→ BRIEF: Every line of the data below that holds the string "bool" needs to be reported.

BEGIN MATERIAL FOR THIS TASK

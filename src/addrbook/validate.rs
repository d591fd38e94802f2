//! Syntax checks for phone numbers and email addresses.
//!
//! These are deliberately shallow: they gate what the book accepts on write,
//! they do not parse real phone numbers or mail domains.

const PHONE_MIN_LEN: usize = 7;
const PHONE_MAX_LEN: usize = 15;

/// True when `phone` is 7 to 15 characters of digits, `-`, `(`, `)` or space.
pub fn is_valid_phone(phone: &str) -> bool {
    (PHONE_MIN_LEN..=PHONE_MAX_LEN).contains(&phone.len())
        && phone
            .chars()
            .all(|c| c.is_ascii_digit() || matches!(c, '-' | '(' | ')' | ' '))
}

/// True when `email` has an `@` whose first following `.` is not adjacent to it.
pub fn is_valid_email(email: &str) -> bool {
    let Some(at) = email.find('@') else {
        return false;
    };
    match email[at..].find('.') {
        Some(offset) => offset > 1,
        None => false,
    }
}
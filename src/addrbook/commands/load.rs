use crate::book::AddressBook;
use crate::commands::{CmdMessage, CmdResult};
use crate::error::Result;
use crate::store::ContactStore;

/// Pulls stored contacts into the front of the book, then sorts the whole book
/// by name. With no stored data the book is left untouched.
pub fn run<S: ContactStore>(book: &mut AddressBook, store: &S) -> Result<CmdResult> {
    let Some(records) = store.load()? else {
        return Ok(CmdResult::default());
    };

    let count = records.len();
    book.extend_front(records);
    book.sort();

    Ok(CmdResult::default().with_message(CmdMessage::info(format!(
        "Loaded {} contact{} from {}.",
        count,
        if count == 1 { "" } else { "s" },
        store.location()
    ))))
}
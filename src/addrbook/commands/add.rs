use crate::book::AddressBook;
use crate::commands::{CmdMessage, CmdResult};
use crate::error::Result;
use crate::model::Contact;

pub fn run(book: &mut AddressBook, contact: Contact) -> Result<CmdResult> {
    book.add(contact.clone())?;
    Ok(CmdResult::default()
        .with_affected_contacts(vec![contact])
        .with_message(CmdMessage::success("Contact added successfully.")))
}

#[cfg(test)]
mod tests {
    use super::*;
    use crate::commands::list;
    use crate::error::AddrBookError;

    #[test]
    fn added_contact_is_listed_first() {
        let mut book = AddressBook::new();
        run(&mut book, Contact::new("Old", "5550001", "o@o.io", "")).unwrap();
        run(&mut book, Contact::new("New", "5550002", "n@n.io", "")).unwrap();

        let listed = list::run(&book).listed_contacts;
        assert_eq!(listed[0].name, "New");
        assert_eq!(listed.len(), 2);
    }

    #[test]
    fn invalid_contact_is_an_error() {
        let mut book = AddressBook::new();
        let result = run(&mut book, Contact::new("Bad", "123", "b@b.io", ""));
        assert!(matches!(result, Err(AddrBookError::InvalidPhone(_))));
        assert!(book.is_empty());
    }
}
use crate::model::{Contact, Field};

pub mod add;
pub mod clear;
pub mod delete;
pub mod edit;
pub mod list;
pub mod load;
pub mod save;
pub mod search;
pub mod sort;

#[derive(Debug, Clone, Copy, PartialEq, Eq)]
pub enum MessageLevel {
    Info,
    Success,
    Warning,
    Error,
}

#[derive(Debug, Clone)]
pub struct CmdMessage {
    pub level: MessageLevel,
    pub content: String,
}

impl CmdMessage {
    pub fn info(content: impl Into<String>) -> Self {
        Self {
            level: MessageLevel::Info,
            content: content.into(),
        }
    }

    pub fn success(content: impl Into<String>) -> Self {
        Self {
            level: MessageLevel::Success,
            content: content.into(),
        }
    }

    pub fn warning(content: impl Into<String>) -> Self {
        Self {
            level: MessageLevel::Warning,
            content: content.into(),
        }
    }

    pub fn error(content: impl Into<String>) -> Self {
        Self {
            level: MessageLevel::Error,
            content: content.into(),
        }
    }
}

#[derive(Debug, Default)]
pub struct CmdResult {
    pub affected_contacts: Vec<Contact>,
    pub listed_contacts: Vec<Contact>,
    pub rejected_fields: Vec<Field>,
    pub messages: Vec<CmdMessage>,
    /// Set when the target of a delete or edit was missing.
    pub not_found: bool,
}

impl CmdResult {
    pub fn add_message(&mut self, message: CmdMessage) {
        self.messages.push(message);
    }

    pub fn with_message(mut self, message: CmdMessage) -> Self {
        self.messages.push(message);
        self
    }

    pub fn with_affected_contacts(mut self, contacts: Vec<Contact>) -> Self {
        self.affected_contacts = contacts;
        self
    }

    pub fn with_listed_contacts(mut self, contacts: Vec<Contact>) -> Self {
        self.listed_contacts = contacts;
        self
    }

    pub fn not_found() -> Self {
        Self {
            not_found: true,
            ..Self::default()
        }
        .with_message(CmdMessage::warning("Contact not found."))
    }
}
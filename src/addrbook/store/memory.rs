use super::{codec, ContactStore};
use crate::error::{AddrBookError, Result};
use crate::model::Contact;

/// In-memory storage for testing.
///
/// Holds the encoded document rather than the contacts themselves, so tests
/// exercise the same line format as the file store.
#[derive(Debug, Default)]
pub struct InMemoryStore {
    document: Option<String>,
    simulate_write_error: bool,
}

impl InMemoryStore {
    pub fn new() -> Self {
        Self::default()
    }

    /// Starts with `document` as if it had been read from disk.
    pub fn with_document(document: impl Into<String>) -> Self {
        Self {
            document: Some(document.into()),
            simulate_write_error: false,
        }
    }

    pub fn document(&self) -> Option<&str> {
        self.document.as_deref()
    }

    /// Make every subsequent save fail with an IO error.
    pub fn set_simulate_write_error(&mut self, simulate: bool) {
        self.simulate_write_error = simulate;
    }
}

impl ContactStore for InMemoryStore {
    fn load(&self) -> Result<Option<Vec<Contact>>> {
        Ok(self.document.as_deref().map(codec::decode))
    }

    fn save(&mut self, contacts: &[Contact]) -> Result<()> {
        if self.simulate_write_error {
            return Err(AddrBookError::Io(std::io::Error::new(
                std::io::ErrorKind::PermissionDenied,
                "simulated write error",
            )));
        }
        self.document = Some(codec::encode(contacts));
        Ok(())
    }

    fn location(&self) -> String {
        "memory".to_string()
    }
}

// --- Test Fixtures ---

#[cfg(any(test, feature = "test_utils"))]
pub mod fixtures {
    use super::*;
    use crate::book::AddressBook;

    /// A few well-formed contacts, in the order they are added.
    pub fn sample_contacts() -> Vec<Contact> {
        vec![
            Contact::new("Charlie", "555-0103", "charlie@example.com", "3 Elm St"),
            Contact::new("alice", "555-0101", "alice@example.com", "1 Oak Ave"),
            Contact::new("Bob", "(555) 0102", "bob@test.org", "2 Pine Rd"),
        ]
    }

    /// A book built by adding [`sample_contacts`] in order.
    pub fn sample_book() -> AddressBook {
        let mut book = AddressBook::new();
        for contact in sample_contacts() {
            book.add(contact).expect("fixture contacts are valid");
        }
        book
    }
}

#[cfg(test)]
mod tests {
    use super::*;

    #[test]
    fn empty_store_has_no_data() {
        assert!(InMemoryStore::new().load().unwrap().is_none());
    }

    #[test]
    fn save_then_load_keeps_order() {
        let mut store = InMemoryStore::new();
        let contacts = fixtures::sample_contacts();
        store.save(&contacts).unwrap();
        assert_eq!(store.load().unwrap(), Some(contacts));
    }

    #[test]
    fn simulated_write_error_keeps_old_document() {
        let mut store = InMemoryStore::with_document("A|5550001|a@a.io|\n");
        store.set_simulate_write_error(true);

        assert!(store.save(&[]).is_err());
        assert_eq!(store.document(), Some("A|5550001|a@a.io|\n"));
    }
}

END MATERIAL FOR THIS TASK

→ SOLUTION FOR THIS PROBLEM:
pub fn is_valid_phone(phone: &str) -> bool {
pub fn is_valid_email(email: &str) -> bool {
    pub not_found: bool,
    simulate_write_error: bool,
    pub fn set_simulate_write_error(&mut self, simulate: bool) {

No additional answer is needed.